# [What this task involves]
The lines to reproduce from the material below are those from the one containing "pub const DEFAULT_MAX_LOGS: usize = 200;" through the one containing "pub fn new(source: CaptureSource, message: impl", both included; write them out exactly and add nothing.

# [Records to use]
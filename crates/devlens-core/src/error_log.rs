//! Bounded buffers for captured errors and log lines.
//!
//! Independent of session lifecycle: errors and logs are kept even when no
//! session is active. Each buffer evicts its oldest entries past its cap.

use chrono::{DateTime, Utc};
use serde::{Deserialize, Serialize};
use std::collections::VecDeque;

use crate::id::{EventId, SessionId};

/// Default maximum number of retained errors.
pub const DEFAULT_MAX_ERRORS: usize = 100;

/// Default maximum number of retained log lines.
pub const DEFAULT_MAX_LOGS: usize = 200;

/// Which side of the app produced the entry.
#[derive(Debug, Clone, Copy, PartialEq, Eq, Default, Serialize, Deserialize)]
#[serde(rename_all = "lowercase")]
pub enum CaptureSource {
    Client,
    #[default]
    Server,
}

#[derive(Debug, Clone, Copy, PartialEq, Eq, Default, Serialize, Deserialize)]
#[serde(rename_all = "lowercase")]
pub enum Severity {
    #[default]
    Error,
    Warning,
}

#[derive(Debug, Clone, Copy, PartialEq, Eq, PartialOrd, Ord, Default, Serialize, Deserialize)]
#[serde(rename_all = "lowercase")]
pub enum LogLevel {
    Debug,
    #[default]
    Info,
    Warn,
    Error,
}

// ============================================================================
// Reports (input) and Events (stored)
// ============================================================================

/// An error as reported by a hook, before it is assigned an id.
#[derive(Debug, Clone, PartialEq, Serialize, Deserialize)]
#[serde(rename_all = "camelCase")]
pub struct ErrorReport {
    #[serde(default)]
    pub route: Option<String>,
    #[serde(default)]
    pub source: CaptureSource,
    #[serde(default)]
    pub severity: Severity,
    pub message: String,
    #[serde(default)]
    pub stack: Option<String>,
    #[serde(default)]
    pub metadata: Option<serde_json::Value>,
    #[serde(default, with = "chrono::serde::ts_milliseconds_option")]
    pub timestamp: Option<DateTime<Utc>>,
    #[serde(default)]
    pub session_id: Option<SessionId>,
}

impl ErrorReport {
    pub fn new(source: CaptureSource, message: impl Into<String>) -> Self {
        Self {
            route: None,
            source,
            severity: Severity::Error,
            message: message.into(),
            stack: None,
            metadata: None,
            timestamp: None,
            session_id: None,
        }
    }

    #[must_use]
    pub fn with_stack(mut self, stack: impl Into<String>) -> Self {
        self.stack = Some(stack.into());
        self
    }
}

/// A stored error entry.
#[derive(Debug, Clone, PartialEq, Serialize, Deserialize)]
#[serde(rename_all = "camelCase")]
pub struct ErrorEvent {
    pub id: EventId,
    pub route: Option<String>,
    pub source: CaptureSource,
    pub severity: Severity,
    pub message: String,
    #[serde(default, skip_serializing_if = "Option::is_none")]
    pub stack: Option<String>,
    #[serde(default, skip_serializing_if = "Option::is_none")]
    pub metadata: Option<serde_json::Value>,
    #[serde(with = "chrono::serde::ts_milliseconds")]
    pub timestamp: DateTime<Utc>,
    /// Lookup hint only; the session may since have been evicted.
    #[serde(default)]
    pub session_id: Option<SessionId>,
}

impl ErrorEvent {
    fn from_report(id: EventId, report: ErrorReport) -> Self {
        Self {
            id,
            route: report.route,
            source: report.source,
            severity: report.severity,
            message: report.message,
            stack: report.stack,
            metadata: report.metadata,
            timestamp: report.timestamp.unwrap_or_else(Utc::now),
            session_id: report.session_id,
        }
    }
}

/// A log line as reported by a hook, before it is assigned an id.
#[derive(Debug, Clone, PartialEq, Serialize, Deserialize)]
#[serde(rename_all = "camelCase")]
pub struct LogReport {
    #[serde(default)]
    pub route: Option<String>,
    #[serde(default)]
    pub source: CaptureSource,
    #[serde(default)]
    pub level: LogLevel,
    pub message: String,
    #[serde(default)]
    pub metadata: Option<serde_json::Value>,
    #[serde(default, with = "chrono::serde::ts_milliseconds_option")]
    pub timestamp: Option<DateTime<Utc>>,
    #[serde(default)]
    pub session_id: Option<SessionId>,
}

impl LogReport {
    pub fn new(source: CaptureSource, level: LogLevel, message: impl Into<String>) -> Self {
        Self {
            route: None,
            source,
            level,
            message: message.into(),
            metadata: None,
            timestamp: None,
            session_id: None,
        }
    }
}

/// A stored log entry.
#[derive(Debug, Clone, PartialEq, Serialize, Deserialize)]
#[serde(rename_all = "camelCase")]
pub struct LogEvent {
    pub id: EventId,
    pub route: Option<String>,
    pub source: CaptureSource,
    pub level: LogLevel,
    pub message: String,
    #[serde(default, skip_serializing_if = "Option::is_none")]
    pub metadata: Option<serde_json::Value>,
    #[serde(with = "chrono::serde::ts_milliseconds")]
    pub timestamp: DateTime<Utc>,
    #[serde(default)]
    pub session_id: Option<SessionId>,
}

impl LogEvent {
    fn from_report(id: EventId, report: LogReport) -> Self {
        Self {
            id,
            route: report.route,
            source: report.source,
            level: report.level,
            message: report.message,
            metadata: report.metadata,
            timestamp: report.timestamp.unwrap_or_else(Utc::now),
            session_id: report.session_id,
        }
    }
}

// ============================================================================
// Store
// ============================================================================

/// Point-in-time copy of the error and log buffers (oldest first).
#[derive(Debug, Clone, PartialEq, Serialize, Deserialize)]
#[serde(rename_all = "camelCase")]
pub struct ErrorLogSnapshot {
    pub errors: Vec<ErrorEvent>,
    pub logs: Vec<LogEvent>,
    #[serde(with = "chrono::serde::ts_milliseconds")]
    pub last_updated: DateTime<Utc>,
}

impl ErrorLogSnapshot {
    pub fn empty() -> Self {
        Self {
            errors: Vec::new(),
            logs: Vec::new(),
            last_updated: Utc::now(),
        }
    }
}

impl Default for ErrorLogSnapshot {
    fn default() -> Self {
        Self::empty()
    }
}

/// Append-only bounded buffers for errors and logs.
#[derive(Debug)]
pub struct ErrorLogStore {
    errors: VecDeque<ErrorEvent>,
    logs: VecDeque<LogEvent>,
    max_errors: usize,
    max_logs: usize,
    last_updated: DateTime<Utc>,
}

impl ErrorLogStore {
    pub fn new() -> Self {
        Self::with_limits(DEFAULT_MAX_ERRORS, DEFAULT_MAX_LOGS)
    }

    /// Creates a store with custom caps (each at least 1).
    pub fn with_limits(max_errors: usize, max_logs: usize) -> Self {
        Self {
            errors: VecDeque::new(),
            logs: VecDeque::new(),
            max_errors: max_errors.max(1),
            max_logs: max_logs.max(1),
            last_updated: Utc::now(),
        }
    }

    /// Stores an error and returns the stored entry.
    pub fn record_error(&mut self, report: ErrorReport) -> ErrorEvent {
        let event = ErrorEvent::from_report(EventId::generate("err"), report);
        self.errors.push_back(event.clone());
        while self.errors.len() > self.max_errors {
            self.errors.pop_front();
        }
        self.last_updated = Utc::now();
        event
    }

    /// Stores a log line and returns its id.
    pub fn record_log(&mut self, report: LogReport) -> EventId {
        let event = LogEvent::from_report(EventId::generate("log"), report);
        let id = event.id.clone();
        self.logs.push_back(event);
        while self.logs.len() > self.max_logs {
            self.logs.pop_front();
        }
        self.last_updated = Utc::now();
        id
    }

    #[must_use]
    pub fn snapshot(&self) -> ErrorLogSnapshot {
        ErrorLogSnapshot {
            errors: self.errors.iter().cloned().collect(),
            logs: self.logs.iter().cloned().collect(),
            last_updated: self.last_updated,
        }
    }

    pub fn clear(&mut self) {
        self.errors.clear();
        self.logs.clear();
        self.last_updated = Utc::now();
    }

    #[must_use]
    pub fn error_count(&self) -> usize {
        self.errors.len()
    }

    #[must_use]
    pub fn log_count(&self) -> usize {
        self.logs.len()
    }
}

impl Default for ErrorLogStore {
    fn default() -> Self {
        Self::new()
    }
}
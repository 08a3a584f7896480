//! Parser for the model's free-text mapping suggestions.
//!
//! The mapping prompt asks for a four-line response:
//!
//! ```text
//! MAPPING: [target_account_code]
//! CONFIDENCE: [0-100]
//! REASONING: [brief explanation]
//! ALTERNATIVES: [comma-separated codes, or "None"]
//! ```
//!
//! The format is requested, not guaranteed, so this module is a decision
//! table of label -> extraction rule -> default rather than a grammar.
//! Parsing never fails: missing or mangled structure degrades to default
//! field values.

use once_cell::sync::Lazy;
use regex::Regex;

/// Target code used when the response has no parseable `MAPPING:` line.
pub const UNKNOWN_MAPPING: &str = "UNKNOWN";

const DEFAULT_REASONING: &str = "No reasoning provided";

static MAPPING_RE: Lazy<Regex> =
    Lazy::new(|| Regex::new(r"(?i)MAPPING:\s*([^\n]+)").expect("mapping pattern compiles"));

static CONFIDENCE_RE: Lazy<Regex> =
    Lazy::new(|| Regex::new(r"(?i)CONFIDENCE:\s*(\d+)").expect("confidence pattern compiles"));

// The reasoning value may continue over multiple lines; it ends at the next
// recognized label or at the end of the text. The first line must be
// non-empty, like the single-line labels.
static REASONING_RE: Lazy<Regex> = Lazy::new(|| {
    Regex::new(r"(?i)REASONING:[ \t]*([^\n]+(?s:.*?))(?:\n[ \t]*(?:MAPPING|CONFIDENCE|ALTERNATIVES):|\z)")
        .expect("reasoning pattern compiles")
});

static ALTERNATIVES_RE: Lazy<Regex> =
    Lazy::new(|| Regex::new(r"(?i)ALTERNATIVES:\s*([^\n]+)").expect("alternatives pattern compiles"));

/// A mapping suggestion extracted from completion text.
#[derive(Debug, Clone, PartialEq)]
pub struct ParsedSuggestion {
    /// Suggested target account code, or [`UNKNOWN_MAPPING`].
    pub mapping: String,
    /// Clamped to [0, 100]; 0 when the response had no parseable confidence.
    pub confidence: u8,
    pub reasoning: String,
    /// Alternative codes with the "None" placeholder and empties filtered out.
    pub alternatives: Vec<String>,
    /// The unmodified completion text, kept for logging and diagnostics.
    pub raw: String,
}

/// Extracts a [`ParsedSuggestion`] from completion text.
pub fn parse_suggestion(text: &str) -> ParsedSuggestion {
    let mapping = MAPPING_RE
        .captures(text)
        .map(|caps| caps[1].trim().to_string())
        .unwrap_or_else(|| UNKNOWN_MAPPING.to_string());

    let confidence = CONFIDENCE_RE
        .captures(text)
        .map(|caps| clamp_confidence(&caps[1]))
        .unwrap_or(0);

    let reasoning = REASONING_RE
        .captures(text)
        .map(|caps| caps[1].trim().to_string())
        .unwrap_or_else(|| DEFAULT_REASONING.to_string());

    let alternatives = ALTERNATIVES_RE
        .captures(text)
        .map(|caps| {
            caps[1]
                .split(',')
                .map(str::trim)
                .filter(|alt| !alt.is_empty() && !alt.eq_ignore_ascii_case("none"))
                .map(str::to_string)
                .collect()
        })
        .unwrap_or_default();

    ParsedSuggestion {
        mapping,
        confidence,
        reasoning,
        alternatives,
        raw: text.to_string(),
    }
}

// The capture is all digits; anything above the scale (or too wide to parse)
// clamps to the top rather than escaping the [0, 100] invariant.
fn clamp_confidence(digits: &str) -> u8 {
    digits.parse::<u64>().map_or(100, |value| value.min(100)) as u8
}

# [Written solution]
pub const DEFAULT_MAX_LOGS: usize = 200;

/// Which side of the app produced the entry.
#[derive(Debug, Clone, Copy, PartialEq, Eq, Default, Serialize, Deserialize)]
#[serde(rename_all = "lowercase")]
pub enum CaptureSource {
    Client,
    #[default]
    Server,
}

#[derive(Debug, Clone, Copy, PartialEq, Eq, Default, Serialize, Deserialize)]
#[serde(rename_all = "lowercase")]
pub enum Severity {
    #[default]
    Error,
    Warning,
}

#[derive(Debug, Clone, Copy, PartialEq, Eq, PartialOrd, Ord, Default, Serialize, Deserialize)]
#[serde(rename_all = "lowercase")]
pub enum LogLevel {
    Debug,
    #[default]
    Info,
    Warn,
    Error,
}

// ============================================================================
// Reports (input) and Events (stored)
// ============================================================================

/// An error as reported by a hook, before it is assigned an id.
#[derive(Debug, Clone, PartialEq, Serialize, Deserialize)]
#[serde(rename_all = "camelCase")]
pub struct ErrorReport {
    #[serde(default)]
    pub route: Option<String>,
    #[serde(default)]
    pub source: CaptureSource,
    #[serde(default)]
    pub severity: Severity,
    pub message: String,
    #[serde(default)]
    pub stack: Option<String>,
    #[serde(default)]
    pub metadata: Option<serde_json::Value>,
    #[serde(default, with = "chrono::serde::ts_milliseconds_option")]
    pub timestamp: Option<DateTime<Utc>>,
    #[serde(default)]
    pub session_id: Option<SessionId>,
}

impl ErrorReport {
    pub fn new(source: CaptureSource, message: impl Into<String>) -> Self {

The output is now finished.